### AIM OF THE EXERCISE
Produce a copy of every line in the records that holds the string "DerefMut".

### SOURCE DATA

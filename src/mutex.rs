//! Blocking sleep mutex.
//!
//! The fast path is a single compare-and-swap of the owner word. Under
//! contention the acquirer takes the lock's turnstile, re-checks the owner
//! there, marks the lock contested and blocks with priority propagation.
//! Unlock of a contested lock broadcasts the turnstile rather than waking a
//! single thread; the woken threads mostly find an empty mutex and re-take
//! it cheaply.

use core::cell::UnsafeCell;
use core::ops::{Deref, DerefMut};
use core::sync::atomic::{AtomicU32, Ordering};

use crate::interrupt::with_no_preemption;
use crate::sched;
use crate::thread::LockId;

/// High bit of the owner word: somebody is (or was) blocked on the lock.
const CONTESTED: u32 = 1 << 31;

fn owner_token() -> u32 {
    crate::spinlock::self_token()
}

/// Sleep mutex protecting `T`. Not recursive: locking against yourself
/// panics.
pub struct Mutex<T> {
    /// 0 when free, otherwise the owner token, possibly with [`CONTESTED`].
    owner: AtomicU32,
    data: UnsafeCell<T>,
}

unsafe impl<T: Send> Sync for Mutex<T> {}
unsafe impl<T: Send> Send for Mutex<T> {}

impl<T> Mutex<T> {
    pub const fn new(data: T) -> Mutex<T> {
        Mutex { owner: AtomicU32::new(0), data: UnsafeCell::new(data) }
    }

    /// Identity of this lock in the wait-for graph.
    pub fn lock_id(&self) -> LockId {
        self as *const _ as usize
    }

    /// True if the calling thread holds the mutex.
    pub fn owned(&self) -> bool {
        self.owner.load(Ordering::Relaxed) & !CONTESTED == owner_token()
    }

    pub fn lock(&self) -> MutexGuard<'_, T> {
        self.lock_at("mtx_lock")
    }

    pub fn lock_at(&self, waitpt: &'static str) -> MutexGuard<'_, T> {
        let me = owner_token();
        if self.owner.load(Ordering::Relaxed) & !CONTESTED == me {
            panic!("sleep mutex deadlock: lock is not recursive");
        }
        loop {
            // Fast path: if the lock has no owner, take ownership.
            if self
                .owner
                .compare_exchange(0, me, Ordering::Acquire, Ordering::Relaxed)
                .is_ok()
            {
                break;
            }
            with_no_preemption(|| {
                let mut ks = sched::ksched().lock();
                // Between the CAS and taking the scheduler lock the owner
                // may have released; retry the fast path in that case.
                let word = self.owner.load(Ordering::Relaxed);
                if word == 0 {
                    return;
                }
                self.owner.fetch_or(CONTESTED, Ordering::Relaxed);
                let owner_tid = (word & !CONTESTED) - 1;
                let current = ks.current;
                crate::turnstile::block_locked(&mut ks, current, self.lock_id(), owner_tid, waitpt);
                sched::switch_locked(&mut ks);
            });
        }
        MutexGuard { lock: self }
    }

    pub fn try_lock(&self) -> Option<MutexGuard<'_, T>> {
        let me = owner_token();
        self.owner
            .compare_exchange(0, me, Ordering::Acquire, Ordering::Relaxed)
            .ok()
            .map(|_| MutexGuard { lock: self })
    }

    fn unlock(&self) {
        let me = owner_token();
        // Fast path: not contested, drop ownership.
        if self
            .owner
            .compare_exchange(me, 0, Ordering::Release, Ordering::Relaxed)
            .is_ok()
        {
            return;
        }
        with_no_preemption(|| {
            let word = self.owner.swap(0, Ordering::AcqRel);
            debug_assert_eq!(word & !CONTESTED, me, "unlock by non-owner");
            if word & CONTESTED != 0 {
                let mut ks = sched::ksched().lock();
                crate::turnstile::broadcast_locked(&mut ks, self.lock_id());
            }
        });
    }
}

pub struct MutexGuard<'a, T> {
    lock: &'a Mutex<T>,
}

impl<'a, T> MutexGuard<'a, T> {
    /// The mutex this guard locks; used by condition variables to drop and
    /// re-take the lock around a sleep.
    pub fn mutex(this: &Self) -> &'a Mutex<T> {
        this.lock
    }
}

impl<T> Deref for MutexGuard<'_, T> {
    type Target = T;
    fn deref(&self) -> &T {
        unsafe { &*self.lock.data.get() }
    }
}

impl<T> DerefMut for MutexGuard<'_, T> {
    fn deref_mut(&mut self) -> &mut T {
        unsafe { &mut *self.lock.data.get() }
    }
}

impl<T> Drop for MutexGuard<'_, T> {
    fn drop(&mut self) {
        self.lock.unlock();
    }
}

#[cfg(test)]
mod tests {
    use super::*;

    #[test]
    fn uncontested_lock_roundtrip() {
        let m = Mutex::new(1);
        {
            let mut g = m.lock();
            *g += 1;
            assert!(m.owned());
        }
        assert!(!m.owned());
        assert_eq!(*m.lock(), 2);
    }

    #[test]
    fn try_lock_respects_ownership() {
        let m = Mutex::new(());
        let g = m.lock();
        assert!(m.try_lock().is_none());
        drop(g);
        assert!(m.try_lock().is_some());
    }

    #[test]
    fn contested_unlock_broadcasts_the_turnstile() {
        crate::testutil::boot();
        let m = Mutex::new(());
        let g = m.lock();
        // A waiter marked the lock contested while we held it.
        m.owner.fetch_or(CONTESTED, Ordering::Relaxed);
        let waiter = {
            let mut ks = sched::ksched().lock();
            let tid = ks.threads.insert(crate::thread::Thread::new(0, "waiter", 100));
            let owner = ks.current;
            crate::turnstile::block_locked(&mut ks, tid, m.lock_id(), owner, "test");
            tid
        };
        drop(g);
        let ks = sched::ksched().lock();
        assert_eq!(ks.threads.get(waiter).unwrap().state, crate::thread::ThreadState::Ready);
        assert_eq!(ks.turnstiles.blocked_on(m.lock_id()), 0);
        drop(ks);
        // And the mutex is free again.
        assert!(m.try_lock().is_some());
    }

    #[test]
    #[should_panic(expected = "deadlock")]
    fn self_lock_panics() {
        let m = Mutex::new(());
        let _g = m.lock();
        let _second = m.lock();
    }
}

### FINISHED TASK
use core::ops::{Deref, DerefMut};
impl<T> DerefMut for MutexGuard<'_, T> {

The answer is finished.